(Stored data)
☆ ☆ ☆ ☆ ☆

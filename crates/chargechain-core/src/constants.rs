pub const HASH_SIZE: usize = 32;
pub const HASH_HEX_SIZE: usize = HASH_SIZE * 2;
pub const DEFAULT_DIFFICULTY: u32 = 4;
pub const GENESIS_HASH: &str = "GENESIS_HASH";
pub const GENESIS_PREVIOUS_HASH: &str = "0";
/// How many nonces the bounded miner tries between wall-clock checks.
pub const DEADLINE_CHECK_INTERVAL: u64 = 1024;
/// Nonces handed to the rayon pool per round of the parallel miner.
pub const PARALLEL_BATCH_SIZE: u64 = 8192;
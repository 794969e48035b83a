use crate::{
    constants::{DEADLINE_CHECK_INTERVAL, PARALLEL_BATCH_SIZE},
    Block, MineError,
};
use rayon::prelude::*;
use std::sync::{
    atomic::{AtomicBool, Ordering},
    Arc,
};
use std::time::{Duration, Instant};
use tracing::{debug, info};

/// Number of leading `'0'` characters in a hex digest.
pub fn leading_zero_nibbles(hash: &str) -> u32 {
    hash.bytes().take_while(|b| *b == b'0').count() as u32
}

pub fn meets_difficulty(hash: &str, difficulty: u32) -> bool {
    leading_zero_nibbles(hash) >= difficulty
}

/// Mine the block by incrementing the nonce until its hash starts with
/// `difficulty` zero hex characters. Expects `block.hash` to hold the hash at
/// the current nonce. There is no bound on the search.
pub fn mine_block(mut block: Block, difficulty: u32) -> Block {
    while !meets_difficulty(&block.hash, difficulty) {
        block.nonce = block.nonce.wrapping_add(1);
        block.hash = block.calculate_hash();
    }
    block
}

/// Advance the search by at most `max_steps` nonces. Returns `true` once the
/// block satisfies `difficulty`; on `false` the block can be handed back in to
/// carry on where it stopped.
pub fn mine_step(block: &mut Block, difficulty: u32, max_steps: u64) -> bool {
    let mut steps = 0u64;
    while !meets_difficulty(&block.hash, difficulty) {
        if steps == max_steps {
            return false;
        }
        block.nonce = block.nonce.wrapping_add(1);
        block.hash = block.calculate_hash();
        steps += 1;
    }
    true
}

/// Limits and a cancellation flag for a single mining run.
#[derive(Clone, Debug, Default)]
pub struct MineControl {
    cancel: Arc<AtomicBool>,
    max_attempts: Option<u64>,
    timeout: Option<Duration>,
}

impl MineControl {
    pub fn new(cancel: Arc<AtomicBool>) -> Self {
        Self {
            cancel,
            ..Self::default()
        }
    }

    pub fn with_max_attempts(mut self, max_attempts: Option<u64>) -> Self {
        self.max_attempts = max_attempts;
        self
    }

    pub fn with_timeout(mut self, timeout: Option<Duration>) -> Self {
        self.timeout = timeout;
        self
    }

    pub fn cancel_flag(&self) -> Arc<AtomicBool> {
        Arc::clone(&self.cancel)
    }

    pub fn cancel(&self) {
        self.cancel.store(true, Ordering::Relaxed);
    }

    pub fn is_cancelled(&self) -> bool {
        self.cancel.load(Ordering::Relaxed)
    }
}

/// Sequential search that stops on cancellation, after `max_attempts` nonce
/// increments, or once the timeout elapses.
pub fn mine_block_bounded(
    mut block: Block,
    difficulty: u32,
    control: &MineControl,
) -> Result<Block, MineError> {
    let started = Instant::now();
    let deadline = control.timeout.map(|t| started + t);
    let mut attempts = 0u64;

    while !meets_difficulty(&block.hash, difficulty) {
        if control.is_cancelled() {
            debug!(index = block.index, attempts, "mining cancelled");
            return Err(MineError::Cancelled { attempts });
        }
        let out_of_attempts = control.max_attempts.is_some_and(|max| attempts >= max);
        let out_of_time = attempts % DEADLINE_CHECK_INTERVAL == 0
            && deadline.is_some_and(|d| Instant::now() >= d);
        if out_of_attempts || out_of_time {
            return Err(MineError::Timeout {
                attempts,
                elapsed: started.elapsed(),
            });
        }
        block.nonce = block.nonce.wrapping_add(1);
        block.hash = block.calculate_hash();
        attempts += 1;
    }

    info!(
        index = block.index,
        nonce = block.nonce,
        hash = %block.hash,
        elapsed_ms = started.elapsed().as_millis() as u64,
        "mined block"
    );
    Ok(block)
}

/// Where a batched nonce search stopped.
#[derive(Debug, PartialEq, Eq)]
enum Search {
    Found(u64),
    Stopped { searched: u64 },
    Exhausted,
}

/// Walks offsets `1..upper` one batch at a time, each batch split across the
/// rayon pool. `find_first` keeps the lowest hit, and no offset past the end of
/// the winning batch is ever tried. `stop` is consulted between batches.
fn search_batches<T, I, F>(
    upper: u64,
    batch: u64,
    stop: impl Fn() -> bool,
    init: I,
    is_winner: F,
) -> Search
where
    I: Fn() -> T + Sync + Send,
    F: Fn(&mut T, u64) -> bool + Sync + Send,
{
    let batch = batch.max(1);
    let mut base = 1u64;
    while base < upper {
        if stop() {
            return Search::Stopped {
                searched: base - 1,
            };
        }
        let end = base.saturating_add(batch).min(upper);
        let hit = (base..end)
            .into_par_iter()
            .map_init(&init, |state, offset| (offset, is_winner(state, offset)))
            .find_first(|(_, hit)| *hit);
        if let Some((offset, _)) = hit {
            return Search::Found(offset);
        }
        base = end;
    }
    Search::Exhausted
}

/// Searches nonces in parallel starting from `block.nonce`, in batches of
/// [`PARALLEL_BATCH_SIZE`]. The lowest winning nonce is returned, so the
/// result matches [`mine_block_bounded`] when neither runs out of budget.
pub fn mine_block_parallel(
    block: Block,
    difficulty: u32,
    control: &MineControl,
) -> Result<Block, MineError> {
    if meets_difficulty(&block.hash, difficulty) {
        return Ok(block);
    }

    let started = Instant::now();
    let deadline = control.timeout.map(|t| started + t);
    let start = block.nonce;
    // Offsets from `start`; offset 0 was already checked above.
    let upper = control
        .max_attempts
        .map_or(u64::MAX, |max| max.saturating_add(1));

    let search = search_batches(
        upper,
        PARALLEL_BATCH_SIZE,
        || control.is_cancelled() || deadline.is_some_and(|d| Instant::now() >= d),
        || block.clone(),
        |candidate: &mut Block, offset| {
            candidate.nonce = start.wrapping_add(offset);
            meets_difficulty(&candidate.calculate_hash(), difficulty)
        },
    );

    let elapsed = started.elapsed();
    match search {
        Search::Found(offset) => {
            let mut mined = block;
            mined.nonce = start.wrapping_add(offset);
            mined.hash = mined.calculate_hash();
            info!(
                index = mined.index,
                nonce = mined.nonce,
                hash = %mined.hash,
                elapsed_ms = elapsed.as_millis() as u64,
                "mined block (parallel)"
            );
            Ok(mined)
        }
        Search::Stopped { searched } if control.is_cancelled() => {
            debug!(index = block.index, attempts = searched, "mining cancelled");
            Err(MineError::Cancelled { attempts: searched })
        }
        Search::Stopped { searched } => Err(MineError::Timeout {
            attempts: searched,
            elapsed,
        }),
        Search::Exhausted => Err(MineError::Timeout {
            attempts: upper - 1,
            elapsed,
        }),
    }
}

☆ ☆ ☆ ☆ ☆

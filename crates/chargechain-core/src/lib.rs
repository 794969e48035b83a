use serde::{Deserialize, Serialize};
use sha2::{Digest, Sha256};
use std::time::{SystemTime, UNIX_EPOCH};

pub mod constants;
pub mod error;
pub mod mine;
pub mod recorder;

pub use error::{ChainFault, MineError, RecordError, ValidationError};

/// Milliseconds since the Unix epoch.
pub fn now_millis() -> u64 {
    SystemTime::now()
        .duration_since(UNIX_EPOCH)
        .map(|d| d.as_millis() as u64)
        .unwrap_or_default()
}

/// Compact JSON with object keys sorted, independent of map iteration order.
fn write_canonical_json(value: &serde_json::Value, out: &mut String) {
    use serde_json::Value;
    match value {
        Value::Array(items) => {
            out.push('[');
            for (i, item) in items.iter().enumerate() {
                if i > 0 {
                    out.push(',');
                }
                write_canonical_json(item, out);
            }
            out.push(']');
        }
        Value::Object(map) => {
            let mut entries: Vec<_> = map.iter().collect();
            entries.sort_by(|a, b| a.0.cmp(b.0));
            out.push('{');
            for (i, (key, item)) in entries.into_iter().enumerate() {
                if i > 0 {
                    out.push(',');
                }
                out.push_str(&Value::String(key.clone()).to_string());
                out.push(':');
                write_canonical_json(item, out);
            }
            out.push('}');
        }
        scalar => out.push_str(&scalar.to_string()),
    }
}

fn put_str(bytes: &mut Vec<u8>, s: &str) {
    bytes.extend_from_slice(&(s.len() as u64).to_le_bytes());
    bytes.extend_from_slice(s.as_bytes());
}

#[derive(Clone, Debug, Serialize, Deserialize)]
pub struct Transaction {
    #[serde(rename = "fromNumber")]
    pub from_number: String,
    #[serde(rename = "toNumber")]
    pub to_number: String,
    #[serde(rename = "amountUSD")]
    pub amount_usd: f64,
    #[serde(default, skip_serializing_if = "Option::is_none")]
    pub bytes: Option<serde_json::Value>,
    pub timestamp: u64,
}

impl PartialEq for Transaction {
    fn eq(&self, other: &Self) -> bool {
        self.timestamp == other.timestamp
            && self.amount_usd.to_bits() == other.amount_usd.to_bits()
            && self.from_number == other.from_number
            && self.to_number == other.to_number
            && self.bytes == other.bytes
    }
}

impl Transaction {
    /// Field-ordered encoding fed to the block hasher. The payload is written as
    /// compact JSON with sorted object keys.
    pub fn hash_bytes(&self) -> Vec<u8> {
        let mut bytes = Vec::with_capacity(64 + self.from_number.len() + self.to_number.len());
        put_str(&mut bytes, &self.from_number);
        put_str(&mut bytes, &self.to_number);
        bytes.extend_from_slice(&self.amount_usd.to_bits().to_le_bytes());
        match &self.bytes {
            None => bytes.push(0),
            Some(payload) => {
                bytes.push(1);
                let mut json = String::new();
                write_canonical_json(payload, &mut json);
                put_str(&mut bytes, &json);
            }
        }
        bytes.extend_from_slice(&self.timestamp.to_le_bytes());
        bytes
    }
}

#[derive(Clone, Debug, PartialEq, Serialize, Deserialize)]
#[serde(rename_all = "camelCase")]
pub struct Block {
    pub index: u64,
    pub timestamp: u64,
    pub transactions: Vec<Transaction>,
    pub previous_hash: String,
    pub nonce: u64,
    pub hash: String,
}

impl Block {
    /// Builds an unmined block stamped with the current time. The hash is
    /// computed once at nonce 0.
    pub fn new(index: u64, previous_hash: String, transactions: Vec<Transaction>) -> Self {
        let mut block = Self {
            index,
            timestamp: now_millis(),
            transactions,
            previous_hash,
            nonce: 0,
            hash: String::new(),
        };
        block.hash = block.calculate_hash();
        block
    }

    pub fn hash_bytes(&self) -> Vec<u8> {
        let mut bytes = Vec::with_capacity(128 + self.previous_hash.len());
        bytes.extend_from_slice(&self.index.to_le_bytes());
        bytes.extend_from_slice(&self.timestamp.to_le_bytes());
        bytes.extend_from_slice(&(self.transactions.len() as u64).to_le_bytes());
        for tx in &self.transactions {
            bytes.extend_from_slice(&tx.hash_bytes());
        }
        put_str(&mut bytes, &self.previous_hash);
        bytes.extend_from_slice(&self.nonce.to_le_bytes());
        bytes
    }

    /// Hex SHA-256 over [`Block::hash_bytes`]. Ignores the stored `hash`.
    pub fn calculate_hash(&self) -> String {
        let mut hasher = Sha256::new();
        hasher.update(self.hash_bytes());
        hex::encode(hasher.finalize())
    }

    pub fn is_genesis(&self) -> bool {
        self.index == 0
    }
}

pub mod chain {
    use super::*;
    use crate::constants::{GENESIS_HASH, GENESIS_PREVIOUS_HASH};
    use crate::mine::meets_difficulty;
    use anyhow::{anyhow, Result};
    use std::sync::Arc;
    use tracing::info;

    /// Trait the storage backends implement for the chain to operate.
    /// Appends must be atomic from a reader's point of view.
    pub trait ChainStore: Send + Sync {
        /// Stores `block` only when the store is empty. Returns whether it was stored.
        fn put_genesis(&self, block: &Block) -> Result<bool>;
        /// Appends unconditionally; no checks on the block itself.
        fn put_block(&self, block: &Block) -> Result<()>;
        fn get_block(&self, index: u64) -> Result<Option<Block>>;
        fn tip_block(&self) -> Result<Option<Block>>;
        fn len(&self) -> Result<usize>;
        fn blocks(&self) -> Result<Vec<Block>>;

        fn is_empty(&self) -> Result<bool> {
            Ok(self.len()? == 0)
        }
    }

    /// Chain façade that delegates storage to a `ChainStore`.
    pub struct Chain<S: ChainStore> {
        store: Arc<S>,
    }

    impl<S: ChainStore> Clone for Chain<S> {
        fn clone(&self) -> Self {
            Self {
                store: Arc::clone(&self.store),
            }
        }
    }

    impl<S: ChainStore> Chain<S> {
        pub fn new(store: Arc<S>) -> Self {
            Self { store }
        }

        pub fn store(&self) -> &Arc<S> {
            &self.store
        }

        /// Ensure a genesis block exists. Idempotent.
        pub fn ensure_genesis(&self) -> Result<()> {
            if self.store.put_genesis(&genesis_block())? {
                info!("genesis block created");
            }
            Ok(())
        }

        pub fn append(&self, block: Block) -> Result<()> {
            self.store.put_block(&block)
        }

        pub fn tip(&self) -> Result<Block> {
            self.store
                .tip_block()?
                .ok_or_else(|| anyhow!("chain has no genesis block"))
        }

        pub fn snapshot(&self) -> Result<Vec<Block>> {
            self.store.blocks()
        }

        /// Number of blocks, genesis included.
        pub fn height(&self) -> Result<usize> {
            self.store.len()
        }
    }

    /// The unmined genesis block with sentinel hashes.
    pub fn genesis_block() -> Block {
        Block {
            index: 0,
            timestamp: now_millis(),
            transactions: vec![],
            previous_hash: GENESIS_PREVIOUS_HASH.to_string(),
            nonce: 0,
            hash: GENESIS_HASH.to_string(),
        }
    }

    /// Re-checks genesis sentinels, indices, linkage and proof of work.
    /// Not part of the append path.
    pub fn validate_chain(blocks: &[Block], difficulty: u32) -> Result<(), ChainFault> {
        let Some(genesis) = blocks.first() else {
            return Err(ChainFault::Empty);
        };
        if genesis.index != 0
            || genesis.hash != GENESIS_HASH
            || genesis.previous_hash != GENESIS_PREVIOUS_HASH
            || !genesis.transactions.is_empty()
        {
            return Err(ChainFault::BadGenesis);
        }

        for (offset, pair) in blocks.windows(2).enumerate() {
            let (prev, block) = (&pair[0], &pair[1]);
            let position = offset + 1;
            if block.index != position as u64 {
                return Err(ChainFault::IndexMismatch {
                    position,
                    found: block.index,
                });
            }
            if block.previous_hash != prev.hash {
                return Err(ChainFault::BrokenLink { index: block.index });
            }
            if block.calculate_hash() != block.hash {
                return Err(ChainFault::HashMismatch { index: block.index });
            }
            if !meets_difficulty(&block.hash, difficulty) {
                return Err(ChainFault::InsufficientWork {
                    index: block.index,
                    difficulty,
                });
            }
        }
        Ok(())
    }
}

☆ ☆ ☆ ☆ ☆

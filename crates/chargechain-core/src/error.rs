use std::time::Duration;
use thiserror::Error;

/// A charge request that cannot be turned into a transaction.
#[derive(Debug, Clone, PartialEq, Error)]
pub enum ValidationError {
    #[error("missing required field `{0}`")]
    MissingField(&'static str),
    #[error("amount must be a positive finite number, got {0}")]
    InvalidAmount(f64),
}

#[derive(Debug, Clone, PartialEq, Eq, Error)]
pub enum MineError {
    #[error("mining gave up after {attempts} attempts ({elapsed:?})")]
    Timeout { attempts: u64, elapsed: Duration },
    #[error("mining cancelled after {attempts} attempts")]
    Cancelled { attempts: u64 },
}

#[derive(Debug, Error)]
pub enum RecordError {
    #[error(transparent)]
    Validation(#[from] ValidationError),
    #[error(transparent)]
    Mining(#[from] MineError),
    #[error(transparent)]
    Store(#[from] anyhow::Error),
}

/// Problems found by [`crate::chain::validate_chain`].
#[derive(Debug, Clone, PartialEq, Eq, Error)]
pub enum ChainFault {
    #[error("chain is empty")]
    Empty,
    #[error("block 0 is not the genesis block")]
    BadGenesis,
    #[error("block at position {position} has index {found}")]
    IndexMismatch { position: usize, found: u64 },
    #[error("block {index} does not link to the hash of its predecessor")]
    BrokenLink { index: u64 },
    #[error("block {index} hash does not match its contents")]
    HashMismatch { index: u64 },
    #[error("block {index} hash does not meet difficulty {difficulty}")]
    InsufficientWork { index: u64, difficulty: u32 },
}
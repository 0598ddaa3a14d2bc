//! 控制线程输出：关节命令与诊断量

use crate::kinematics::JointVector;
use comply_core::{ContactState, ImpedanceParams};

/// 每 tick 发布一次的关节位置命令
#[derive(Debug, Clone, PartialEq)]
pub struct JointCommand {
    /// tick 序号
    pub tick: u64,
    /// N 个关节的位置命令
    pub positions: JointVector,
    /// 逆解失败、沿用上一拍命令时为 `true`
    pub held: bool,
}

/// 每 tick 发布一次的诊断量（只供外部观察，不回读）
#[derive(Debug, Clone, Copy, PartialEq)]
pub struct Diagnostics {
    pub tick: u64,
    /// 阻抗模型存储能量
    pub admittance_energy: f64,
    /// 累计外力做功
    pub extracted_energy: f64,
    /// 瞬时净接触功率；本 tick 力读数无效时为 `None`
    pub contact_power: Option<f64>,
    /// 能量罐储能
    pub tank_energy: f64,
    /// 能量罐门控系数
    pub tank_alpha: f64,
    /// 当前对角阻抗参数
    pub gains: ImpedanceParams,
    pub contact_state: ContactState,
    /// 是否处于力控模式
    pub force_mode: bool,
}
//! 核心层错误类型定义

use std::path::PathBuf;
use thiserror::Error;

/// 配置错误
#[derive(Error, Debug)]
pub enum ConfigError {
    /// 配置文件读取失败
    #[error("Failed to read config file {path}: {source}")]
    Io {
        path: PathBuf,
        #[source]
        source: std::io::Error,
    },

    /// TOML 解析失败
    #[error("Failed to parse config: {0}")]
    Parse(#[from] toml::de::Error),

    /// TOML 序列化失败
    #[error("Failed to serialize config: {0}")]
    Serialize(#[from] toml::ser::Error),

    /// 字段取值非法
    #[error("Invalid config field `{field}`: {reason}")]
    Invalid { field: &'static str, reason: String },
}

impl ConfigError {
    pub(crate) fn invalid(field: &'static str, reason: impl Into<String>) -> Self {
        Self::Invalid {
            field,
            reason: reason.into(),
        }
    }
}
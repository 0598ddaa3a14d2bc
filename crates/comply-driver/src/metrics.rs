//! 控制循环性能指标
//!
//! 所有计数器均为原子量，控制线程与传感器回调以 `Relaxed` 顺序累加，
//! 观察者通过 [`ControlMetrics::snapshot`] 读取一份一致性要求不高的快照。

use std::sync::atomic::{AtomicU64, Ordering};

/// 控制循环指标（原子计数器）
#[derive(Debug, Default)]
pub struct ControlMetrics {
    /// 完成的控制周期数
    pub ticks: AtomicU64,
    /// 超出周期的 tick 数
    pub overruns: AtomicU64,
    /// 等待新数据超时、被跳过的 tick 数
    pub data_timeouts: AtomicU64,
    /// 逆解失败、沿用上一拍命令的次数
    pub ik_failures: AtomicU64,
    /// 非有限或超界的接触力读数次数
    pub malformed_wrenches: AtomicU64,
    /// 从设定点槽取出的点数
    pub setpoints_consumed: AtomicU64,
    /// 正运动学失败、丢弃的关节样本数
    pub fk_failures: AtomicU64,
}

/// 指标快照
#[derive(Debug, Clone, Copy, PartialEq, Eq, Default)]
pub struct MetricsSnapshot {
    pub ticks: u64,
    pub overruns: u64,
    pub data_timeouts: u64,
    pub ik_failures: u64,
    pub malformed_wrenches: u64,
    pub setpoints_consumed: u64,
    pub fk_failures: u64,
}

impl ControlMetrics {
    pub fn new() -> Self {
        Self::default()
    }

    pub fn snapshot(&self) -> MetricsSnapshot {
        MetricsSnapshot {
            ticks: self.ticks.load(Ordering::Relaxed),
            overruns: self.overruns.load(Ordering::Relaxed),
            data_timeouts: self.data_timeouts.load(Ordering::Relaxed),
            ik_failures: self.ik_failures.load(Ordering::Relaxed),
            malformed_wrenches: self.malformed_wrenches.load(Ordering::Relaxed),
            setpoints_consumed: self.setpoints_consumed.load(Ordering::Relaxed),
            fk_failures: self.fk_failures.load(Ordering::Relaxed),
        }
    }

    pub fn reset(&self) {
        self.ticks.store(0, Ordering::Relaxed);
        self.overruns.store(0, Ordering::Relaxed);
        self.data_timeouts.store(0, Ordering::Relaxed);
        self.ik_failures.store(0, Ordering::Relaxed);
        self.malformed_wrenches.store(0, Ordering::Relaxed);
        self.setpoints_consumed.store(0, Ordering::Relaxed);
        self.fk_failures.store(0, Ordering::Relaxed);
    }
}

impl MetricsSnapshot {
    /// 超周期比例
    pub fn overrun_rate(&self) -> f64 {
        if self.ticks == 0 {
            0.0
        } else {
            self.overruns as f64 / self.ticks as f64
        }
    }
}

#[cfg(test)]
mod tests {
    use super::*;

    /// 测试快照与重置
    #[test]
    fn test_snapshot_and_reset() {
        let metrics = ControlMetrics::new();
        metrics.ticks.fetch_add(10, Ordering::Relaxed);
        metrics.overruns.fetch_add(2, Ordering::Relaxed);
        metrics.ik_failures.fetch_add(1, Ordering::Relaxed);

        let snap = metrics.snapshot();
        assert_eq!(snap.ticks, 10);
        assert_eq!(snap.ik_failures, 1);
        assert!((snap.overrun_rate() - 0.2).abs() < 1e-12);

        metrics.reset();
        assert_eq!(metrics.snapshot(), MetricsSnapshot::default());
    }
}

☆ ☆ ☆ ☆ ☆

> **INSTRUCTIONS FOR THE TASK**
Across all the records above, find each line with "does" in it and copy it.

> **REPLY TO THE TASK**
    #[error("block {index} does not link to the hash of its predecessor")]
    #[error("block {index} hash does not match its contents")]
    #[error("block {index} hash does not meet difficulty {difficulty}")]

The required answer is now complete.